[TO DO] Take every line in the entries that includes the word "status" and copy it.

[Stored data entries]
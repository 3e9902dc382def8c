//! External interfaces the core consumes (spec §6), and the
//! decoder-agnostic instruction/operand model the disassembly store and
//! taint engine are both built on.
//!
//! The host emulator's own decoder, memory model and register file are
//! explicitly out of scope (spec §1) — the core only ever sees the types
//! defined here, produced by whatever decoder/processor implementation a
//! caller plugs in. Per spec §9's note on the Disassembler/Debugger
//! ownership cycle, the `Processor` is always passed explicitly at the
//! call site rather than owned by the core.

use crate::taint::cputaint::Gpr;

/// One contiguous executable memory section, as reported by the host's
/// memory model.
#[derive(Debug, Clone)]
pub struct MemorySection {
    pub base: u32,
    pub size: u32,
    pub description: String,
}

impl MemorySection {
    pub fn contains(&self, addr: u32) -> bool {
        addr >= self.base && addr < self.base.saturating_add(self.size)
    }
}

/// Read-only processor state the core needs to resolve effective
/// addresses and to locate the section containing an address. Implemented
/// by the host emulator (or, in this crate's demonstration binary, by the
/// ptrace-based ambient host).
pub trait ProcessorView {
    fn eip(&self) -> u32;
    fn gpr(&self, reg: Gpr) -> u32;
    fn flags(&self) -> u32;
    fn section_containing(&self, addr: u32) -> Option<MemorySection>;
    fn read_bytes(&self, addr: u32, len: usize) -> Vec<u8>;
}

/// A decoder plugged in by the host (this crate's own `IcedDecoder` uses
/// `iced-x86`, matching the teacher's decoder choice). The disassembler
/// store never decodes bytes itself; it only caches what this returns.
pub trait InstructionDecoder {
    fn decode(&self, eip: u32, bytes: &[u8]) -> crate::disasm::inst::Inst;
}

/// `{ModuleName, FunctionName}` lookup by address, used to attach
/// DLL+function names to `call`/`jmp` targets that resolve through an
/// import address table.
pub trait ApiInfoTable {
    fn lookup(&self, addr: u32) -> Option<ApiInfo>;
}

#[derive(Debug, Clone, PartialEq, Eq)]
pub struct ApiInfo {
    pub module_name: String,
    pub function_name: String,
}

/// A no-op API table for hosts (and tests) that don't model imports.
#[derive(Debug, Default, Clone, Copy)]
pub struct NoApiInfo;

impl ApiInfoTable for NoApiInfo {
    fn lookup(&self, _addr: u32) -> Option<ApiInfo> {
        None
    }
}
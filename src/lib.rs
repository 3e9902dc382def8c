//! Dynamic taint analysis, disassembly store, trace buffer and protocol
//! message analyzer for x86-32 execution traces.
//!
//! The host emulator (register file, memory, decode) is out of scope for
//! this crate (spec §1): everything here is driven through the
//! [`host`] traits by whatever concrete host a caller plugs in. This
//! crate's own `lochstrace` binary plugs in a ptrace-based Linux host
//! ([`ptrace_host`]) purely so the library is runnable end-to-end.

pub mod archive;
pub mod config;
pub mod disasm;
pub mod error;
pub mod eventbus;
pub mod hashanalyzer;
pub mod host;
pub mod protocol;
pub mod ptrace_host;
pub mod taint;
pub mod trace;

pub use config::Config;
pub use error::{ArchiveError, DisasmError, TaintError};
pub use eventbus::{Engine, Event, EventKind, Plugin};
...
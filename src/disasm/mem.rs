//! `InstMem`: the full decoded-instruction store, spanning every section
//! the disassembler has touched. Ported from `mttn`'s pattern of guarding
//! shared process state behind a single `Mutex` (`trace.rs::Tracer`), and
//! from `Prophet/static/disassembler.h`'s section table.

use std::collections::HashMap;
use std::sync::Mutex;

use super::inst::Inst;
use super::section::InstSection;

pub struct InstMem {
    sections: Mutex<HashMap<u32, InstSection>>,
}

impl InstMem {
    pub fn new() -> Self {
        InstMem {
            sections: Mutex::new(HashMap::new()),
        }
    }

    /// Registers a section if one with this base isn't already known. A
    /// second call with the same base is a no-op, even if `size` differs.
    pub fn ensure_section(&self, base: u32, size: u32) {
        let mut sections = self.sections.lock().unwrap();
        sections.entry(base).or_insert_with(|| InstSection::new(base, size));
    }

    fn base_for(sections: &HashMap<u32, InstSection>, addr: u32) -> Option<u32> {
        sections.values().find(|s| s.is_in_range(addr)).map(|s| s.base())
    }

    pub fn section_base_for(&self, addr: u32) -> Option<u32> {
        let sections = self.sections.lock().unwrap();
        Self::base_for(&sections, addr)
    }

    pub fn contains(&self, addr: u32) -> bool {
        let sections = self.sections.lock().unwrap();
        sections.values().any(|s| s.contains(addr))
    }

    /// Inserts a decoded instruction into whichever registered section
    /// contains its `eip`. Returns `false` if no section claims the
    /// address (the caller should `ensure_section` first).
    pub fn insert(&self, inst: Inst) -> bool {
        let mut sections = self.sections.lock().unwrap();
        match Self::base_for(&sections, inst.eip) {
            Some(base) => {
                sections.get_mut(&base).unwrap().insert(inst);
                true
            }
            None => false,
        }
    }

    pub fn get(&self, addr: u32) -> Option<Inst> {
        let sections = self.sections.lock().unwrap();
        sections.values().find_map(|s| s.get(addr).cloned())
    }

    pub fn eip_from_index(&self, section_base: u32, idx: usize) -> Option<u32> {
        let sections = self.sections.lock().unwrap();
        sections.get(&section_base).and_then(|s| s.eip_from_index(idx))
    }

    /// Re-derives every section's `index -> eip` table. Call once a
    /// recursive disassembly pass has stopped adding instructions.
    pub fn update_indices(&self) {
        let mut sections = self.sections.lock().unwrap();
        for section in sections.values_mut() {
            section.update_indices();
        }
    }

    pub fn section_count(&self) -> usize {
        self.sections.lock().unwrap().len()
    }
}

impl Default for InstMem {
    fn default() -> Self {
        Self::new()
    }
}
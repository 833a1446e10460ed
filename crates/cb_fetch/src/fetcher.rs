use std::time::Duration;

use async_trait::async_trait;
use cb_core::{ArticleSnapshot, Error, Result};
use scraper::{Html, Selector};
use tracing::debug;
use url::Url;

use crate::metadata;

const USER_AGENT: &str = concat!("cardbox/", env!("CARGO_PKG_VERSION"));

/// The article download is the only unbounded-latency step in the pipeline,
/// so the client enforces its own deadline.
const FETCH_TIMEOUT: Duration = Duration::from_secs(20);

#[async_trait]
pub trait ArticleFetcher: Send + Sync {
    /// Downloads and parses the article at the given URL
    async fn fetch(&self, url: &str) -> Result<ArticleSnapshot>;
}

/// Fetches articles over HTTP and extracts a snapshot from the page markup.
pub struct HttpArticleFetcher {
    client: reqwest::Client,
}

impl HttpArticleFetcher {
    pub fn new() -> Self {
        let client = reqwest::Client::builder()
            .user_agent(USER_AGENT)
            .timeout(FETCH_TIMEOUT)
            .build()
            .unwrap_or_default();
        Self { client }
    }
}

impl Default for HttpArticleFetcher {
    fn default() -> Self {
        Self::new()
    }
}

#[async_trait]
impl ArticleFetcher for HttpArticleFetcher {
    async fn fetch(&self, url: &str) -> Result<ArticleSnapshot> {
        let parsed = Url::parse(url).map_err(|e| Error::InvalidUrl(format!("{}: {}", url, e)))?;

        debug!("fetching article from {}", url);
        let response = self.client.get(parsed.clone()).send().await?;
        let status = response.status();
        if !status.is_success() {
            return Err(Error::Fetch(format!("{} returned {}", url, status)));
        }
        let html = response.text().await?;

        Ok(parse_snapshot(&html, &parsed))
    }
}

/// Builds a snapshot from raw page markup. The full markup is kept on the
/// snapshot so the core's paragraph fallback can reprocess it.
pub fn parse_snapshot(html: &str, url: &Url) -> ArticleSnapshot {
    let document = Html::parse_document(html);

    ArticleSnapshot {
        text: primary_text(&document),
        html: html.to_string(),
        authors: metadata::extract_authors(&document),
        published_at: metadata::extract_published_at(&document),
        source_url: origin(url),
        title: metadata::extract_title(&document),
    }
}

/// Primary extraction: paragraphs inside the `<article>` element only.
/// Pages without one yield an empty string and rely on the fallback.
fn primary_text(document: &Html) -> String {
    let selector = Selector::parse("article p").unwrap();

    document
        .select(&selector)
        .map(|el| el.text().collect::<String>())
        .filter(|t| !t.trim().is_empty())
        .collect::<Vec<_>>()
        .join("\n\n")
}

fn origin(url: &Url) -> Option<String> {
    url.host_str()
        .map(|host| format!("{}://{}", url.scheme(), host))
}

[ANSWER BELOW]
        let status = response.status();
        if !status.is_success() {
            return Err(Error::Fetch(format!("{} returned {}", url, status)));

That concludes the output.